Where to process data? Db or locally?

Question

We are working on a solution which fires many search requests torwards three different public databases placed in three different countries. For example a search fetches data from one db and passes them as parameter to another db. The parameter is a list which each item needs to be logically connected with an OR operator. Therefore we end up having a sql select statement with up to 1000 OR operators linked inside the where clause.

Now my question is does 1000 or 500 or even 5000 logical AND or OR Operators inside select statement make the db slower and should I instead better request all data to the pc and do the matching on my pc.

The amount of is data is between 5000 and 10000 records, we are talking about a public db therefore the amount keeps growing.

For example such a sql statement:

select * from some_table
where .. and .. or .. or.. or..
      or.. or.. or.. or.. or.. or.. (1000 times)

If I fetch all data to my pc I could have a LINQ Statement that does the filtering.

What do you suggest me to do? Any experiences on this one guys?

Sorry if this is a duplicate just let me know in comments and I'll delete this question.

EDIT:

It should be considered that many users may access the databases at the same time.

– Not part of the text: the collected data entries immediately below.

// Copyright (c) 2025 Dimitris Kafetzis
//
// Licensed under the MIT License.
// See LICENSE file in the project root for full license information.
//
// SPDX-License-Identifier: MIT

//! Budget-enforced pool for the device-visible region.
//!
//! The [`DevicePool`] is the single allocator for memory that accelerator
//! cores can address directly. It:
//!
//! 1. Enforces the region ceiling: allocations that would exceed the
//!    budget return `Err(OutOfMemory)`.
//! 2. Maintains a free list of reclaimed buffers, binned by size class,
//!    so steady-state frame loops stop hitting the heap entirely.
//! 3. Tracks allocation statistics for profiling.
//!
//! # Thread Safety
//! `DevicePool` is `Send + Sync`; the engine shares it via `Arc` between
//! the executor, the pipelines, and the driver.
//!
//! # Size Classes
//! Reclaimed buffers are binned by size class (the request rounded up to a
//! power of two). A fresh request first checks its class bin; only on a
//! miss does the pool allocate new memory. Frame buffers recur at a handful
//! of sizes, so the bins converge after the first pipeline iteration.

use crate::{HostBuffer, MemoryError, PoolStats, RegionBudget};
use parking_lot::Mutex;
use std::collections::HashMap;
use std::sync::atomic::{AtomicUsize, Ordering};
use std::sync::Arc;

/// Minimum size class: 4 KB. Anything smaller is rounded up.
const MIN_SIZE_CLASS: usize = 4096;

/// Internal pool state, shared with every live [`HostBuffer`] via `Arc`
/// so buffers can reclaim themselves without a reference to the pool.
pub struct PoolShared {
    /// The region ceiling.
    budget: RegionBudget,
    /// Live bytes (allocated, not yet reclaimed).
    live_bytes: AtomicUsize,
    /// Free buffer cache: size_class → reclaimed byte vectors.
    free_lists: Mutex<HashMap<usize, Vec<Vec<u8>>>>,
    /// Bytes currently parked in the free lists.
    free_bytes: AtomicUsize,
    /// Cumulative metrics.
    stats: Mutex<PoolStats>,
}

impl PoolShared {
    /// Called when the last handle to a buffer drops.
    pub(crate) fn reclaim(&self, bytes: Vec<u8>, size_bytes: usize) {
        self.live_bytes.fetch_sub(size_bytes, Ordering::Release);
        self.stats.lock().record_release();

        let size_class = size_class_for(size_bytes);
        self.free_bytes.fetch_add(bytes.len(), Ordering::Release);
        self.free_lists.lock().entry(size_class).or_default().push(bytes);
    }
}

/// The allocator for device-visible host buffers.
///
/// # Example
/// ```
/// use device_memory::{DevicePool, RegionBudget};
///
/// let pool = DevicePool::new(RegionBudget::from_mb(8));
///
/// let heap = pool.allocate(64 * 1024).unwrap();
/// assert!(heap.is_device_visible());
/// assert_eq!(pool.live_bytes(), 64 * 1024);
///
/// drop(heap);
/// assert_eq!(pool.live_bytes(), 0);
/// ```
pub struct DevicePool {
    shared: Arc<PoolShared>,
}

impl DevicePool {
    /// Creates a pool over a device-visible region of the given size.
    pub fn new(budget: RegionBudget) -> Self {
        tracing::debug!(budget = %budget, "device-visible pool created");
        Self {
            shared: Arc::new(PoolShared {
                budget,
                live_bytes: AtomicUsize::new(0),
                free_lists: Mutex::new(HashMap::new()),
                free_bytes: AtomicUsize::new(0),
                stats: Mutex::new(PoolStats::default()),
            }),
        }
    }

    /// Allocates a zeroed, device-visible buffer of `size_bytes`.
    ///
    /// Returns `Err(OutOfMemory)` when the allocation would exceed the
    /// region budget. Reuses a free-listed buffer of the same size class
    /// when one is available.
    pub fn allocate(&self, size_bytes: usize) -> Result<HostBuffer, MemoryError> {
        if size_bytes == 0 {
            return Err(MemoryError::ZeroSizedAllocation);
        }

        let current = self.shared.live_bytes.load(Ordering::Acquire);
        let budget = self.shared.budget.as_bytes();
        if current + size_bytes > budget {
            self.shared.stats.lock().record_oom();
            return Err(MemoryError::OutOfMemory {
                requested_bytes: size_bytes,
                available_bytes: budget.saturating_sub(current),
                budget_bytes: budget,
            });
        }

        // Try the free list first.
        let size_class = size_class_for(size_bytes);
        let reused = {
            let mut free = self.shared.free_lists.lock();
            free.get_mut(&size_class).and_then(|bin| bin.pop())
        };

        let is_hit = reused.is_some();
        let bytes = match reused {
            Some(mut bytes) => {
                self.shared
                    .free_bytes
                    .fetch_sub(bytes.len(), Ordering::Release);
                // Trim to the exact request and hand out zeroed memory.
                bytes.resize(size_bytes, 0);
                bytes.fill(0);
                bytes
            }
            None => vec![0u8; size_bytes],
        };

        self.shared.live_bytes.fetch_add(size_bytes, Ordering::Release);

        {
            let mut stats = self.shared.stats.lock();
            if is_hit {
                stats.record_hit(size_bytes);
            } else {
                stats.record_miss(size_bytes);
            }
            let live = self.shared.live_bytes.load(Ordering::Acquire);
            stats.update_peak(live);
        }

        Ok(HostBuffer::new_pooled(
            bytes,
            Arc::clone(&self.shared),
            size_bytes,
        ))
    }

    /// Bytes currently allocated and not yet reclaimed.
    pub fn live_bytes(&self) -> usize {
        self.shared.live_bytes.load(Ordering::Acquire)
    }

    /// Bytes remaining before the budget is hit.
    pub fn available_bytes(&self) -> usize {
        self.shared
            .budget
            .as_bytes()
            .saturating_sub(self.live_bytes())
    }

    /// The region budget.
    pub fn budget(&self) -> RegionBudget {
        self.shared.budget
    }

    /// Snapshot of cumulative metrics.
    pub fn stats(&self) -> PoolStats {
        self.shared.stats.lock().clone()
    }

    /// Clears the free lists, releasing parked memory back to the OS.
    ///
    /// Live buffers are unaffected.
    pub fn shrink(&self) {
        self.shared.free_lists.lock().clear();
        self.shared.free_bytes.store(0, Ordering::Release);
    }

    /// Approximate bytes parked in the free lists.
    pub fn free_bytes(&self) -> usize {
        self.shared.free_bytes.load(Ordering::Acquire)
    }
}

/// Smallest power of two that is ≥ `size` and ≥ [`MIN_SIZE_CLASS`].
fn size_class_for(size: usize) -> usize {
    size.max(MIN_SIZE_CLASS).next_power_of_two()
}

impl std::fmt::Debug for DevicePool {
    fn fmt(&self, f: &mut std::fmt::Formatter<'_>) -> std::fmt::Result {
        f.debug_struct("DevicePool")
            .field("budget", &self.shared.budget)
            .field("live_bytes", &self.live_bytes())
            .field("available_bytes", &self.available_bytes())
            .finish()
    }
}

#[cfg(test)]
mod tests {
    use super::*;

    #[test]
    fn test_allocate_and_drop() {
        let pool = DevicePool::new(RegionBudget::from_mb(1));

        let buf = pool.allocate(1024).unwrap();
        assert_eq!(pool.live_bytes(), 1024);
        assert_eq!(buf.len(), 1024);
        assert!(buf.is_device_visible());

        drop(buf);
        assert_eq!(pool.live_bytes(), 0);
    }

    #[test]
    fn test_clone_keeps_allocation_live() {
        let pool = DevicePool::new(RegionBudget::from_mb(1));

        let buf = pool.allocate(2048).unwrap();
        let held_by_kernel = buf.clone();
        drop(buf);
        // The clone still holds the allocation.
        assert_eq!(pool.live_bytes(), 2048);

        drop(held_by_kernel);
        assert_eq!(pool.live_bytes(), 0);
    }

    #[test]
    fn test_fresh_buffer_is_zeroed() {
        let pool = DevicePool::new(RegionBudget::from_mb(1));
        let buf = pool.allocate(16).unwrap();
        assert!(buf.read().iter().all(|&b| b == 0));
    }

    #[test]
    fn test_oom() {
        let pool = DevicePool::new(RegionBudget::from_bytes(1024));

        let _a = pool.allocate(512).unwrap();
        let _b = pool.allocate(512).unwrap();

        let result = pool.allocate(1);
        assert!(matches!(result, Err(MemoryError::OutOfMemory { .. })));
    }

    #[test]
    fn test_zero_allocation() {
        let pool = DevicePool::new(RegionBudget::from_mb(1));
        let result = pool.allocate(0);
        assert!(matches!(result, Err(MemoryError::ZeroSizedAllocation)));
    }

    #[test]
    fn test_free_list_reuse() {
        let pool = DevicePool::new(RegionBudget::from_mb(1));

        let buf = pool.allocate(4096).unwrap();
        drop(buf);

        let _buf2 = pool.allocate(4096).unwrap();

        let stats = pool.stats();
        assert_eq!(stats.reuse_hits, 1);
        assert_eq!(stats.reuse_misses, 1);
    }

    #[test]
    fn test_reclaimed_buffer_is_zeroed() {
        let pool = DevicePool::new(RegionBudget::from_mb(1));

        let buf = pool.allocate(4096).unwrap();
        buf.fill(0xFF);
        drop(buf);

        let buf2 = pool.allocate(4096).unwrap();
        assert!(buf2.read().iter().all(|&b| b == 0));
    }

    #[test]
    fn test_multiple_allocations() {
        let pool = DevicePool::new(RegionBudget::from_mb(10));

        let mut bufs = Vec::new();
        for _ in 0..10 {
            bufs.push(pool.allocate(1024 * 100).unwrap());
        }
        assert_eq!(pool.live_bytes(), 10 * 100 * 1024);

        bufs.clear();
        assert_eq!(pool.live_bytes(), 0);
    }

    #[test]
    fn test_available_bytes() {
        let pool = DevicePool::new(RegionBudget::from_bytes(10000));

        assert_eq!(pool.available_bytes(), 10000);
        let _b = pool.allocate(3000).unwrap();
        assert_eq!(pool.available_bytes(), 7000);
    }

    #[test]
    fn test_shrink() {
        let pool = DevicePool::new(RegionBudget::from_mb(1));

        let buf = pool.allocate(8192).unwrap();
        drop(buf);
        assert!(pool.free_bytes() > 0);

        pool.shrink();
        assert_eq!(pool.free_bytes(), 0);
    }

    #[test]
    fn test_stats_peak() {
        let pool = DevicePool::new(RegionBudget::from_mb(1));

        let a = pool.allocate(1000).unwrap();
        let b = pool.allocate(2000).unwrap();
        drop(a);
        drop(b);

        let stats = pool.stats();
        assert_eq!(stats.peak_live_bytes, 3000);
        assert_eq!(stats.releases, 2);
    }

    #[test]
    fn test_stats_oom_count() {
        let pool = DevicePool::new(RegionBudget::from_bytes(100));
        let _ = pool.allocate(200);
        let _ = pool.allocate(200);

        assert_eq!(pool.stats().oom_count, 2);
    }

    #[test]
    fn test_size_class() {
        assert_eq!(size_class_for(1), MIN_SIZE_CLASS);
        assert_eq!(size_class_for(4096), 4096);
        assert_eq!(size_class_for(5000), 8192);
        assert_eq!(size_class_for(1024 * 1024), 1024 * 1024);
    }

    #[test]
    fn test_debug_format() {
        let pool = DevicePool::new(RegionBudget::from_mb(64));
        let debug = format!("{pool:?}");
        assert!(debug.contains("DevicePool"));
        assert!(debug.contains("budget"));
    }
}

If you can manage it, try to bulk-load the ids into a temp table that you can just join to (most DBs have utilities for this). This will certainly allow for _cleaner_ queries, and might be faster than concatenating values for a dynamic query... — Clockwork-Muse, Mar 25 '14 at 14:55
Thousands of `OR` boolean results are not as intimidating as they may seem. For example if you represent `TRUE` as 1 and `FALSE` as 0, in a series of OR statements, the sum of all several thousand boolean results translated this way just needs to be greater than 0 to meet the criteria. — Richard Pascual, Mar 26 '14 at 07:50
@Pascual What do you mean? How could I tell select statement to use 1 and 0 ? :) — dev hedgehog, Mar 26 '14 at 07:55
@devhedgehog, this is more of an aside to the original post, but I'd be glad to explain. I set up a mock query on my Github account. Take a look at [this example](https://gist.github.com/richardpascual/9778911) and let me know what you think. — Richard Pascual, Mar 26 '14 at 08:37
If you can have 1000 cases and it runs fast I buy it. :) :) :) — dev hedgehog, Mar 26 '14 at 09:29

score 1 · Accepted Answer · edited May 23 '17 at 12:05

1

I always learned that running a query with hundreds of OR statements are bad for performance. However, even when running a sample here on 12g, querying a table with or or in using an primary key index doesn't seem to change the execution plan.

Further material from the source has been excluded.